South Africa wins International Student Cluster Competition in Germany
A team of six South African undergraduate students has taken first prize against 13 teams at the International Supercomputing Conference (ISC) in Frankfurt, Germany. The spectacular success follows four days of working on a selection of tests and applications to optimise and run their computer cluster to demonstrate the performance of their chosen design. The competition took place from 16 to 19 June 2019.
A team of six South African undergraduate students has taken first prize against 13 teams at the International Supercomputing Conference (ISC) in Frankfurt, Germany. The spectacular success follows four days of working on a selection of tests and applications to optimise and run their computer cluster to demonstrate the performance of their chosen design. The competition took place from 16 to 19 June 2019.

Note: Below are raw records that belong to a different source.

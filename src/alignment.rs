use crate::geometry::{Offset, Rect};
use crate::layout::Size;

/// A point within a box, expressed relative to its center.
///
/// `x` and `y` range from `-1.0` (left/top edge) to `1.0` (right/bottom
/// edge); `(0, 0)` is the center. Values outside that range address points
/// outside the box.
#[derive(Debug, Clone, Copy, PartialEq)]
pub struct Alignment {
    pub x: f32,
    pub y: f32,
}

impl Alignment {
    pub const TOP_LEFT: Self = Self::new(-1.0, -1.0);
    pub const TOP_CENTER: Self = Self::new(0.0, -1.0);
    pub const TOP_RIGHT: Self = Self::new(1.0, -1.0);
    pub const CENTER_LEFT: Self = Self::new(-1.0, 0.0);
    pub const CENTER: Self = Self::new(0.0, 0.0);
    pub const CENTER_RIGHT: Self = Self::new(1.0, 0.0);
    pub const BOTTOM_LEFT: Self = Self::new(-1.0, 1.0);
    pub const BOTTOM_CENTER: Self = Self::new(0.0, 1.0);
    pub const BOTTOM_RIGHT: Self = Self::new(1.0, 1.0);

    pub const fn new(x: f32, y: f32) -> Self {
        Self { x, y }
    }

    /// Resolve to a point inside a box of the given size.
    pub fn along_size(&self, size: Size) -> Offset {
        let center_x = size.width / 2.0;
        let center_y = size.height / 2.0;
        Offset::new(center_x + self.x * center_x, center_y + self.y * center_y)
    }

    /// Offset that places a `child` box inside a `parent` box at this alignment.
    pub fn along_free_space(&self, parent: Size, child: Size) -> Offset {
        let half_dx = (parent.width - child.width) / 2.0;
        let half_dy = (parent.height - child.height) / 2.0;
        Offset::new(half_dx + self.x * half_dx, half_dy + self.y * half_dy)
    }

    /// Rect of `size` positioned inside `rect` at this alignment.
    pub fn inscribe(&self, size: Size, rect: Rect) -> Rect {
        let offset = self.along_free_space(rect.size(), size);
        Rect::from_offset_size(rect.origin() + offset, size)
    }

    pub fn is_center(&self) -> bool {
        *self == Self::CENTER
    }
}

impl Default for Alignment {
    fn default() -> Self {
        Self::TOP_LEFT
    }
}

#[cfg(test)]
mod tests {
    use super::*;

    fn approx_eq(a: f32, b: f32) -> bool {
        (a - b).abs() < 1e-5
    }

    #[test]
    fn test_constants_along_size() {
        let size = Size::new(200.0, 100.0);

        let p = Alignment::CENTER.along_size(size);
        assert!(approx_eq(p.x, 100.0) && approx_eq(p.y, 50.0));

        let p = Alignment::TOP_LEFT.along_size(size);
        assert!(approx_eq(p.x, 0.0) && approx_eq(p.y, 0.0));

        let p = Alignment::BOTTOM_RIGHT.along_size(size);
        assert!(approx_eq(p.x, 200.0) && approx_eq(p.y, 100.0));

        let p = Alignment::CENTER_RIGHT.along_size(size);
        assert!(approx_eq(p.x, 200.0) && approx_eq(p.y, 50.0));
    }

    #[test]
    fn test_free_space() {
        let parent = Size::new(100.0, 100.0);
        let child = Size::new(20.0, 40.0);

        assert_eq!(Alignment::TOP_LEFT.along_free_space(parent, child), Offset::ZERO);
        assert_eq!(
            Alignment::CENTER.along_free_space(parent, child),
            Offset::new(40.0, 30.0)
        );
        assert_eq!(
            Alignment::BOTTOM_RIGHT.along_free_space(parent, child),
            Offset::new(80.0, 60.0)
        );
    }

    #[test]
    fn test_inscribe() {
        let rect = Rect::new(10.0, 10.0, 100.0, 50.0);
        let r = Alignment::BOTTOM_CENTER.inscribe(Size::new(20.0, 10.0), rect);
        assert_eq!(r, Rect::new(50.0, 50.0, 20.0, 10.0));
    }

    #[test]
    fn test_default() {
        assert_eq!(Alignment::default(), Alignment::TOP_LEFT);
        assert!(Alignment::CENTER.is_center());
    }
}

The team of four University of Cape Town students and two University of the Witwatersrand students entered the very rigorous and fiercely contested competition following their success at the national round, where they beat nine other South African teams. The team was one of the few to be made up of 50% men and 50% women. Stefan Schröder, Dillon Heald, Jehan Singh, Clara Stassen, Anita de Mello Koch and Kaamilah Desai, under the supervision of team advisors and computer engineers David Macleod and Matthew Cawood of the CSIR’s Centre for High Performance Computing (CHPC), took on 102 members of teams from the United Kingdom, United States of America, China, Taiwan, Spain, Switzerland, Estonia and Singapore. The team took first place with the highest overall score for all the benchmarks they were given.
Competition sponsors
The team received a number of sponsorships for this competition including hardware, software and training. The total value of the South African team’s cluster was about R6 million and comprised sponsorships from Dell EMC, Intel, Nvidia and Mellanox.
The CHPC holds the national round annually and sends different teams of undergraduate computer science and computer engineering students to participate in the international competition. Team South Africa has won the competition four times, in 2013, 2014, 2016 and 2019, and has taken second place twice, in 2015 and 2017. The team came third in 2018.
It all began in 2012, when a team of CHPC staff attended ISC in Germany and realised the potential of the Student Cluster Competition as an opportunity to create awareness for high-performance computing as a career and to develop the high-performance computing pipeline in the country. The team started planning a national competition that would culminate in a team of six who would represent South Africa on the international stage.
Getting started: Selecting teams for participation in the South African round
The team selection phase coincides with the CHPC’s Winter School. It is designed to impart critical knowledge for building a cluster, which includes using Linux systems, the basic software stack of a cluster, and considerations which should be taken into account when choosing hardware. Universities around the country are invited to send teams of four and the CSIR ensures that teams are entered from as many universities as possible, so that students from all backgrounds are given a chance to learn and compete. Team selection concludes with an assignment that requires each team to build a prototype cluster in the cloud. The teams selected from this round proceed to the national round of the Student Cluster Competition.
Getting to Team South Africa: Competing nationally
In the national CHPC Student Cluster Competition, participants build small high-performance clusters out of hardware provided by the CHPC and its industrial partners. The contest takes place at the annual CHPC National Conference. The participants are given a selection of applications to optimise and run on their cluster to demonstrate the performance of their design.
Each team is assigned a budget and a parts list from one of the CHPC's industry partners. With this budget and parts list, the team must design a cluster, taking into consideration the set of applications that will be used to benchmark the cluster. Once the cluster's design is finalised, the hardware specification is submitted to the CHPC's partners for manufacturing.
The hardware, as specified in the cluster design, is delivered to the CHPC National Conference. There, the teams unpack their equipment, construct their cluster, install the software stack and perform benchmarks. The teams are judged on a combination of the performance of the applications and the design of the cluster.
South African team representatives go through extensive training after winning the national round, including travelling to the Texas Advanced Computing Centre in the United States of America, where they receive training from experienced administrators of supercomputing clusters on the design and administration of supercomputers.
Winning formula
According to the team advisor and manager of the CHPC’s Advanced Computer Engineering Lab, David Macleod, the South African team’s winning formula is to have dedicated students and sponsors. “Our sponsors are excellent and allowed the team to choose equipment without restriction or compromise. In turn the students put in a lot of time and effort before the competition and arrived at the competition well prepared,” he says.
“It really is excellent national progress. We have demonstrated consistently that talent and skills abound in our country. These teams come from different universities and provinces – showing that this is now national DNA,” says Dr Happy Sithole, Acting Director of the CHPC and Manager of the National Cyberinfrastructure System (NICIS).
The CHPC is an initiative of the Department of Higher Education, Science and Technology and is one of the three pillars of South Africa’s cyberinfrastructure system. It is supported by the South African National Research Network for transportation of data and the Data Intensive Research Initiative of South Africa for the management and curation of data. NICIS is managed by the CSIR.